Eastern terminus in Atlantic

Continuing through Wilson's Mills and crossing the Neuse River, US 70 enters Selma, where travelers have the choice to stay on mainline US 70, connecting with US 301/NC 39/NC 96, I-95, and US 70A, or take US 70 Bypass to avoid all that. Southeast of Selma, US 70 Bus. rejoins from Smithfield and near Princeton, US 70A rejoins from Pine Level. East of Princeton, it enters Wayne County. Northwest of Goldsboro, I-42 splits off from US 70 along the Goldsboro Bypass northeast towards I-795, while US 70 goes into Goldsboro. In Goldsboro, it also connects with I-795 and then joins a concurrency with US 13/US 117, passing north of the downtown area while US 70 Bus. goes through it via Grantham Street. After .61 mi, US 117 separates and continues north; at Berkeley Boulevard, US 13 separates towards Snow Hill and also connects to Seymour Johnson Air Force Base. East of Goldsboro, US 70 Bus. reunites along Ash Street. Entering Lenoir County, near LaGrange. I-42 reconnects with US 70, where I-42 currently ends, and will continue eastwards with US 70 in the future. US 70 connects with NC 148 at Falling Creek, which goes to the North Carolina Global TransPark. As it enters Kinston, it is joined by US 258, from Snow Hill, as they both bypass south of the downtown area, while US 70 Bus./US 258 Bus. go through the downtown area. Near Dupreeville, US 70 Bus./US 258 Bus. rejoin; they then separate, with US 258 continuing south to Richlands, while NC 58 shares a short concurrency before continuing towards Trenton.

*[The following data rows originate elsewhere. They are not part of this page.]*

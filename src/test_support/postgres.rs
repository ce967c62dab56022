use crate::capability::{
    DatabaseControl, DatabaseControlError, DatabaseMetadata, ReplicationStatus, SqlClient,
    SqlError, StandbyConnection, UpstreamNode,
};
use crate::lsn::Lsn;
use std::collections::BTreeSet;
use std::sync::Mutex;

/// One simulated database server, implementing both the process-control and
/// the SQL seams over the same state so tests see a consistent picture.
/// Every mutation is appended to an event journal, which scenario tests use
/// to assert ordering (the split-brain defense is an ordering property).
pub struct FakePostgres {
    inner: Mutex<Sim>,
}

struct Sim {
    data_directory_exists: bool,
    running: bool,
    in_recovery: bool,
    read_only: bool,
    system_identifier: u64,
    timeline_id: u32,
    port: u16,
    current_lsn: Lsn,
    slots: BTreeSet<String>,
    access_rules: BTreeSet<String>,
    sync_standby_names: Option<String>,
    replication_users: BTreeSet<String>,
    standby_upstream: Option<Option<UpstreamNode>>,
    connected_standbys: Vec<StandbyConnection>,
    database_created: bool,
    start_failures_remaining: u32,
    events: Vec<String>,
}

impl FakePostgres {
    /// An empty node: no data directory at all.
    pub fn empty(port: u16) -> Self {
        FakePostgres {
            inner: Mutex::new(Sim {
                data_directory_exists: false,
                running: false,
                in_recovery: false,
                read_only: false,
                system_identifier: 0,
                timeline_id: 1,
                port,
                current_lsn: Lsn::zero(),
                slots: BTreeSet::new(),
                access_rules: BTreeSet::new(),
                sync_standby_names: None,
                replication_users: BTreeSet::new(),
                standby_upstream: None,
                connected_standbys: Vec::new(),
                database_created: false,
                start_failures_remaining: 0,
                events: Vec::new(),
            }),
        }
    }

    /// A node already running as a primary with the given identity.
    pub fn running_primary(port: u16, system_identifier: u64) -> Self {
        let fake = FakePostgres::empty(port);
        {
            let mut sim = fake.inner.lock().unwrap();
            sim.data_directory_exists = true;
            sim.running = true;
            sim.system_identifier = system_identifier;
            sim.database_created = true;
        }
        fake
    }

    /// A node running as a standby streaming from some upstream.
    pub fn running_standby(port: u16, system_identifier: u64) -> Self {
        let fake = FakePostgres::running_primary(port, system_identifier);
        fake.inner.lock().unwrap().in_recovery = true;
        fake
    }

    pub fn set_connected_standbys(&self, standbys: Vec<StandbyConnection>) {
        self.inner.lock().unwrap().connected_standbys = standbys;
    }

    pub fn set_current_lsn(&self, lsn: Lsn) {
        self.inner.lock().unwrap().current_lsn = lsn;
    }

    /// Make the next `n` start attempts fail, for restart-budget tests.
    pub fn fail_next_starts(&self, n: u32) {
        let mut sim = self.inner.lock().unwrap();
        sim.running = false;
        sim.start_failures_remaining = n;
    }

    pub fn is_running(&self) -> bool {
        self.inner.lock().unwrap().running
    }

    /// The property the split-brain scenarios assert over: a server counts
    /// as accepting writes only when up, out of recovery, and not forced
    /// read-only.
    pub fn accepts_writes(&self) -> bool {
        let sim = self.inner.lock().unwrap();
        sim.running && !sim.in_recovery && !sim.read_only
    }

    pub fn has_slot(&self, name: &str) -> bool {
        self.inner.lock().unwrap().slots.contains(name)
    }

    pub fn has_access_rule(&self, host: &str) -> bool {
        self.inner.lock().unwrap().access_rules.contains(host)
    }

    pub fn has_replication_user(&self, name: &str) -> bool {
        self.inner.lock().unwrap().replication_users.contains(name)
    }

    pub fn database_created(&self) -> bool {
        self.inner.lock().unwrap().database_created
    }

    pub fn sync_standby_names(&self) -> Option<String> {
        self.inner.lock().unwrap().sync_standby_names.clone()
    }

    /// The last standby-mode configuration written, if any: `Some(None)`
    /// means standby mode with no upstream (frozen replay).
    pub fn standby_upstream(&self) -> Option<Option<UpstreamNode>> {
        self.inner.lock().unwrap().standby_upstream.clone()
    }

    pub fn events(&self) -> Vec<String> {
        self.inner.lock().unwrap().events.clone()
    }
}

#[async_trait::async_trait]
impl DatabaseControl for FakePostgres {
    async fn initialize(&self) -> Result<(), DatabaseControlError> {
        let mut sim = self.inner.lock().unwrap();
        if sim.data_directory_exists {
            return Err(DatabaseControlError(
                "data directory already exists".to_string(),
            ));
        }
        sim.data_directory_exists = true;
        sim.system_identifier = 7_000_000_000_000_000_001;
        sim.events.push("initialize".to_string());
        Ok(())
    }

    fn data_directory_exists(&self) -> bool {
        self.inner.lock().unwrap().data_directory_exists
    }

    async fn ensure_running(&self) -> Result<(), DatabaseControlError> {
        let mut sim = self.inner.lock().unwrap();
        if sim.running {
            return Ok(());
        }
        if sim.start_failures_remaining > 0 {
            sim.start_failures_remaining -= 1;
            sim.events.push("start_failed".to_string());
            return Err(DatabaseControlError("server refused to start".to_string()));
        }
        sim.running = true;
        sim.events.push("start".to_string());
        Ok(())
    }

    async fn ensure_stopped(&self) -> Result<(), DatabaseControlError> {
        let mut sim = self.inner.lock().unwrap();
        if sim.running {
            sim.running = false;
            sim.connected_standbys.clear();
            sim.events.push("stop".to_string());
        }
        Ok(())
    }

    async fn restart(&self) -> Result<(), DatabaseControlError> {
        let mut sim = self.inner.lock().unwrap();
        sim.running = true;
        sim.events.push("restart".to_string());
        Ok(())
    }

    async fn is_running(&self) -> bool {
        self.inner.lock().unwrap().running
    }

    async fn promote(&self) -> Result<(), DatabaseControlError> {
        let mut sim = self.inner.lock().unwrap();
        if !sim.running {
            return Err(DatabaseControlError(
                "cannot promote a stopped server".to_string(),
            ));
        }
        if sim.in_recovery {
            sim.in_recovery = false;
            sim.timeline_id += 1;
            sim.events.push("promote".to_string());
        }
        Ok(())
    }

    async fn rewind(&self, upstream: &UpstreamNode) -> Result<(), DatabaseControlError> {
        let mut sim = self.inner.lock().unwrap();
        if sim.running {
            return Err(DatabaseControlError(
                "cannot rewind a running server".to_string(),
            ));
        }
        sim.in_recovery = true;
        sim.events.push(format!("rewind:{}", upstream.host));
        Ok(())
    }

    async fn base_backup(&self, upstream: &UpstreamNode) -> Result<(), DatabaseControlError> {
        let mut sim = self.inner.lock().unwrap();
        sim.data_directory_exists = true;
        sim.in_recovery = true;
        sim.database_created = true;
        if sim.system_identifier == 0 {
            sim.system_identifier = 7_000_000_000_000_000_001;
        }
        sim.events.push(format!("base_backup:{}", upstream.host));
        Ok(())
    }

    async fn checkpoint(&self) -> Result<(), DatabaseControlError> {
        self.inner.lock().unwrap().events.push("checkpoint".to_string());
        Ok(())
    }

    async fn identify_system(
        &self,
        upstream: &UpstreamNode,
    ) -> Result<DatabaseMetadata, DatabaseControlError> {
        let sim = self.inner.lock().unwrap();
        Ok(DatabaseMetadata {
            system_identifier: sim.system_identifier,
            pg_control_version: 1300,
            catalog_version_no: 202307071,
            timeline_id: sim.timeline_id,
            port: upstream.port,
        })
    }

    async fn metadata(&self) -> Result<DatabaseMetadata, DatabaseControlError> {
        let sim = self.inner.lock().unwrap();
        if !sim.data_directory_exists {
            return Err(DatabaseControlError("no data directory".to_string()));
        }
        Ok(DatabaseMetadata {
            system_identifier: sim.system_identifier,
            pg_control_version: 1300,
            catalog_version_no: 202307071,
            timeline_id: sim.timeline_id,
            port: sim.port,
        })
    }

    async fn setup_standby_mode(
        &self,
        upstream: Option<&UpstreamNode>,
    ) -> Result<(), DatabaseControlError> {
        let mut sim = self.inner.lock().unwrap();
        match upstream {
            Some(node) => sim.events.push(format!("standby_mode:{}", node.host)),
            None => sim.events.push("standby_mode:none".to_string()),
        }
        sim.standby_upstream = Some(upstream.cloned());
        sim.in_recovery = true;
        Ok(())
    }

    async fn cleanup_standby_mode(&self) -> Result<(), DatabaseControlError> {
        let mut sim = self.inner.lock().unwrap();
        sim.standby_upstream = None;
        sim.events.push("cleanup_standby_mode".to_string());
        Ok(())
    }

    async fn fetch_wal(
        &self,
        upstream: &UpstreamNode,
        target: Lsn,
    ) -> Result<(), DatabaseControlError> {
        let mut sim = self.inner.lock().unwrap();
        sim.current_lsn = sim.current_lsn.max(target);
        sim.events.push(format!("fetch_wal:{}:{}", upstream.host, target));
        Ok(())
    }
}

#[async_trait::async_trait]
impl SqlClient for FakePostgres {
    async fn is_in_recovery(&self) -> Result<bool, SqlError> {
        let sim = self.inner.lock().unwrap();
        if !sim.running {
            return Err(SqlError("server is not running".to_string()));
        }
        Ok(sim.in_recovery)
    }

    async fn replication_status(&self) -> Result<ReplicationStatus, SqlError> {
        let sim = self.inner.lock().unwrap();
        if !sim.running {
            return Err(SqlError("server is not running".to_string()));
        }
        Ok(ReplicationStatus {
            current_lsn: sim.current_lsn,
            sync_state: if sim.in_recovery {
                "async".to_string()
            } else {
                String::new()
            },
            is_in_recovery: sim.in_recovery,
            connected_standbys: sim.connected_standbys.clone(),
        })
    }

    async fn ensure_replication_slot(&self, slot_name: &str) -> Result<(), SqlError> {
        let mut sim = self.inner.lock().unwrap();
        if sim.slots.insert(slot_name.to_string()) {
            sim.events.push(format!("create_slot:{}", slot_name));
        }
        Ok(())
    }

    async fn drop_replication_slot(&self, slot_name: &str) -> Result<(), SqlError> {
        let mut sim = self.inner.lock().unwrap();
        if sim.slots.remove(slot_name) {
            sim.events.push(format!("drop_slot:{}", slot_name));
        }
        Ok(())
    }

    async fn list_replication_slots(&self) -> Result<Vec<String>, SqlError> {
        Ok(self.inner.lock().unwrap().slots.iter().cloned().collect())
    }

    async fn set_synchronous_standby_names(&self, expression: &str) -> Result<(), SqlError> {
        let mut sim = self.inner.lock().unwrap();
        sim.sync_standby_names = Some(expression.to_string());
        sim.events.push(format!("sync_standby_names:{}", expression));
        Ok(())
    }

    async fn disable_synchronous_replication(&self) -> Result<(), SqlError> {
        let mut sim = self.inner.lock().unwrap();
        sim.sync_standby_names = None;
        sim.events.push("disable_sync_replication".to_string());
        Ok(())
    }

    async fn set_default_transaction_read_only(&self, read_only: bool) -> Result<(), SqlError> {
        let mut sim = self.inner.lock().unwrap();
        sim.read_only = read_only;
        sim.events.push(format!("read_only:{}", read_only));
        Ok(())
    }

    async fn ensure_replication_user(&self, username: &str) -> Result<(), SqlError> {
        let mut sim = self.inner.lock().unwrap();
        if sim.replication_users.insert(username.to_string()) {
            sim.events.push(format!("create_user:{}", username));
        }
        Ok(())
    }

    async fn ensure_replication_access(&self, host: &str) -> Result<(), SqlError> {
        let mut sim = self.inner.lock().unwrap();
        if sim.access_rules.insert(host.to_string()) {
            sim.events.push(format!("grant_access:{}", host));
        }
        Ok(())
    }

    async fn ensure_database_and_extensions(&self) -> Result<(), SqlError> {
        let mut sim = self.inner.lock().unwrap();
        if !sim.database_created {
            sim.database_created = true;
            sim.events.push("create_database".to_string());
        }
        Ok(())
    }

    async fn apply_baseline_settings(&self) -> Result<(), SqlError> {
        self.inner
            .lock()
            .unwrap()
            .events
            .push("apply_baseline_settings".to_string());
        Ok(())
    }

    async fn verify_baseline_settings(&self) -> Result<(), SqlError> {
        Ok(())
    }
}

Bypassing south of Dover, in Jones County, US 70 travels through the Great Dover Swamp, most of which has been drained and converted to farmland. After 11.9 mi it enters Craven County, south of Cove City. At Clarks Road (exit 409) is the Craven County Rest Area. At exit 410A US 17 joins in concurrency as the freeway enters New Bern. The freeway, designated the Richard Spaight Memorial Highway, passes southeast of the downtown area and enters James City after crossing the Trent River via the Freedom Memorial Bridges. Traveling southeast along the U.S. Marine Corp Highway, US 70 passes by the Coastal Carolina Regional Airport, and then enters the Croatan National Forest before reaching the Marine Corps Air Station Cherry Point, in Havelock. Going south, it crosses into Carteret County and then passes west of Newport's downtown as it leaves the Croatan National Forest and into Morehead City. After connecting with the eastern terminus of NC 24, which goes to Swansboro, US 70, here known as Arendell Street, is split in the middle by the NCRR railroad. Adjacent to the Carteret Community College is the Carteret County Visitor Center; the Atlantic Beach Bridge connects Morehead City with Bogue Banks, including Fort Macon State Park. Through the downtown area, it reaches the end of the peninsula and the Port of Morehead City. Crossing over the Newport River/Intracoastal Waterway, it travels along Radio Island and then crosses Beaufort Channel (Gallants Creek) via Grayden Paul Bridge west of downtown Beaufort, US 70 then goes north out of Beaufort and then east, crossing over the North River and Ward Creek to Otway. Going southeast to Smyrna, it then turns northeasterly along the Core Sound. After crossing the Salter's Creek via Dan Taylor Memorial Bridge it connects with NC 12 continuing to Cedar Island and the Outer Banks. Through the Sea Level community and into Atlantic, where US 70 ends at School Drive, at 2500 ft, the road ends at Little Port Brook.

== History ==
Established as an original U.S. Route (1926), US 70 was assigned along the Great Central Highway, in concurrency with NC 10, between Asheville and Beaufort; northwest of Asheville, US 70 shared concurrency with US 25/NC 20 (Dixie Highway) to the Tennessee state line. The original routing of US 70 connects the same cities as it does today through North Carolina, with interstate highways in parallel or in concurrency with it.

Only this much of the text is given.